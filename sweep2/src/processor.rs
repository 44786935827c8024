//! The per-sensor frame processor: stages 4 through 9, serially.

use std::sync::Arc;

use parking_lot::RwLock;
use tracing::debug;

use verge_config_data::TuningRegistry;
use verge_store::{StoreHandle, StoreMsg};
use verge_types::{
    BackgroundSnapshotRow, ForegroundClusterRow, PointPolar, RingCalibration, SensorFrameRow,
    SensorId, SweepFno, SweepFrame, TrackState,
};

use crate::background_model::{serialize_snapshot, BackgroundGrid};
use crate::classifier;
use crate::clusterer::cluster_frame;
use crate::stats::PipelineStats;
use crate::tracker::Tracker;
use crate::transform::{transform_and_filter, SensorPose};
use crate::Result;

/// Diagnostics cadence, in frames.
const DIAGNOSTICS_EVERY: u64 = 100;

/// Foreground-only payload handed to the optional re-emission task.
#[derive(Debug, Clone)]
pub struct ForegroundFrame {
    pub sensor: SensorId,
    pub frame: SweepFno,
    pub timestamp_ns: i64,
    pub points: Vec<PointPolar>,
}

/// Per-frame status returned to the caller, also used by the end-to-end
/// tests.
#[derive(Debug, Clone, Default)]
pub struct FrameSummary {
    pub frame: SweepFno,
    pub returns: usize,
    pub foreground: usize,
    pub world_points: usize,
    pub clusters: usize,
    pub active_tracks: usize,
    pub confirmed_tracks: usize,
}

/// Runs background classification, transform, clustering, tracking,
/// classification and persistence for one sensor, one frame at a time.
///
/// The grid and tracker live behind reader-writer locks so snapshot takers
/// and queries can deep-copy them; all mutation happens here, on the one
/// task calling [`SweepProcessor::process_frame`].
pub struct SweepProcessor {
    sensor: SensorId,
    registry: TuningRegistry,
    calibration: RingCalibration,
    pose: SensorPose,
    grid: Arc<RwLock<BackgroundGrid>>,
    tracker: Arc<RwLock<Tracker>>,
    store: StoreHandle,
    foreground_tx: Option<tokio::sync::mpsc::Sender<ForegroundFrame>>,
    stats: Arc<PipelineStats>,
}

impl SweepProcessor {
    pub fn new(
        sensor: SensorId,
        registry: TuningRegistry,
        calibration: RingCalibration,
        pose: SensorPose,
        store: StoreHandle,
    ) -> Self {
        SweepProcessor {
            grid: Arc::new(RwLock::new(BackgroundGrid::new(sensor.clone()))),
            tracker: Arc::new(RwLock::new(Tracker::new(sensor.clone()))),
            sensor,
            registry,
            calibration,
            pose,
            store,
            foreground_tx: None,
            stats: Arc::new(PipelineStats::default()),
        }
    }

    /// Attach the bounded foreground re-emission queue. Overflow drops the
    /// frame and counts it; the processor never blocks on the tap.
    pub fn with_foreground_tap(
        mut self,
        tx: tokio::sync::mpsc::Sender<ForegroundFrame>,
    ) -> Self {
        self.foreground_tx = Some(tx);
        self
    }

    pub fn sensor(&self) -> &SensorId {
        &self.sensor
    }

    pub fn grid(&self) -> Arc<RwLock<BackgroundGrid>> {
        self.grid.clone()
    }

    pub fn tracker(&self) -> Arc<RwLock<Tracker>> {
        self.tracker.clone()
    }

    pub fn stats(&self) -> Arc<PipelineStats> {
        self.stats.clone()
    }

    /// Run stages 4-9 for one completed frame.
    pub fn process_frame(&self, frame: SweepFrame) -> FrameSummary {
        // One consistent parameter set per frame; hot reloads land on the
        // next frame boundary.
        let params = self.registry.current();

        let background = self.grid.write().process_frame(&frame, &params);

        if let Some(tx) = &self.foreground_tx {
            if !background.foreground_points.is_empty() {
                let payload = ForegroundFrame {
                    sensor: self.sensor.clone(),
                    frame: frame.frame,
                    timestamp_ns: frame.ended_at_ns,
                    points: background.foreground_points.clone(),
                };
                if let Err(tokio::sync::mpsc::error::TrySendError::Full(_)) = tx.try_send(payload)
                {
                    self.stats.record_tap_drop();
                }
            }
        }

        let world = transform_and_filter(
            &background.foreground_points,
            &self.sensor,
            &self.calibration,
            &self.pose,
            &params,
        );
        let clusters = cluster_frame(&world, &params);

        let (output, active_tracks, confirmed_tracks) = {
            let mut tracker = self.tracker.write();
            let output = tracker.update(&clusters, frame.ended_at_ns, &params);

            // Classify on deep-copied features; write back through the
            // tracker so track mutation stays serialised here.
            for track in tracker.snapshot_tracks() {
                if track.state != TrackState::Confirmed {
                    continue;
                }
                if let Some(classification) = classifier::classify(
                    &track.features(),
                    params.min_observations_for_classification,
                ) {
                    if track.classification.as_ref() != Some(&classification) {
                        tracker.update_classification(track.id, classification);
                    }
                }
            }

            let active = tracker.active_count();
            let confirmed = tracker
                .snapshot_tracks()
                .iter()
                .filter(|t| t.state == TrackState::Confirmed)
                .count();
            (output, active, confirmed)
        };

        // Summary rows first so observation rows always reference an
        // existing track.
        for row in output.upserts {
            self.store.send(StoreMsg::UpsertTrack(row));
        }
        self.store.send(StoreMsg::Frame(SensorFrameRow {
            sensor_id: self.sensor.clone(),
            frame: frame.frame,
            started_at_ns: frame.started_at_ns,
            ended_at_ns: frame.ended_at_ns,
            point_count: background.total,
            foreground_count: background.foreground,
            background_count: background.background,
        }));
        if !clusters.is_empty() {
            let rows = clusters
                .iter()
                .map(|cluster| ForegroundClusterRow {
                    sensor_id: self.sensor.clone(),
                    frame: frame.frame,
                    timestamp_ns: frame.ended_at_ns,
                    cluster: cluster.clone(),
                })
                .collect();
            self.store.send(StoreMsg::Clusters(rows));
        }
        for observation in output.observations {
            self.store.send(StoreMsg::Observation(observation));
        }

        self.stats
            .record_frame(background.total, background.foreground, clusters.len());
        let frames = self
            .stats
            .frames_processed
            .load(std::sync::atomic::Ordering::Relaxed);
        if params.enable_diagnostics && frames % DIAGNOSTICS_EVERY == 0 {
            self.stats.log_summary();
        }

        debug!(
            "frame {}: {} foreground, {} clusters, {} tracks",
            frame.frame,
            background.foreground,
            clusters.len(),
            active_tracks
        );

        FrameSummary {
            frame: frame.frame,
            returns: background.total,
            foreground: background.foreground,
            world_points: world.len(),
            clusters: clusters.len(),
            active_tracks,
            confirmed_tracks,
        }
    }

    /// Deep-copy the grid under the read lock, then compress outside it.
    pub fn snapshot_row(&self, reason: &str, taken_at_ns: i64) -> Result<BackgroundSnapshotRow> {
        let snapshot = {
            let grid = self.grid.read();
            grid.snapshot(&self.calibration.elevations_deg, taken_at_ns)
        };
        let blob = serialize_snapshot(&snapshot)?;
        Ok(BackgroundSnapshotRow {
            sensor_id: self.sensor.clone(),
            taken_at_ns,
            reason: reason.to_string(),
            blob,
        })
    }

    /// Take a snapshot and queue it for persistence.
    pub fn flush_snapshot(&self, reason: &str, taken_at_ns: i64) -> Result<()> {
        let row = self.snapshot_row(reason, taken_at_ns)?;
        self.store.send(StoreMsg::Snapshot(row));
        Ok(())
    }
}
━━━━━━━━
Among the lines above, find those that contain the word "StoreHandle" and copy them.

Solution to this task
use verge_store::{StoreHandle, StoreMsg};
    store: StoreHandle,
        store: StoreHandle,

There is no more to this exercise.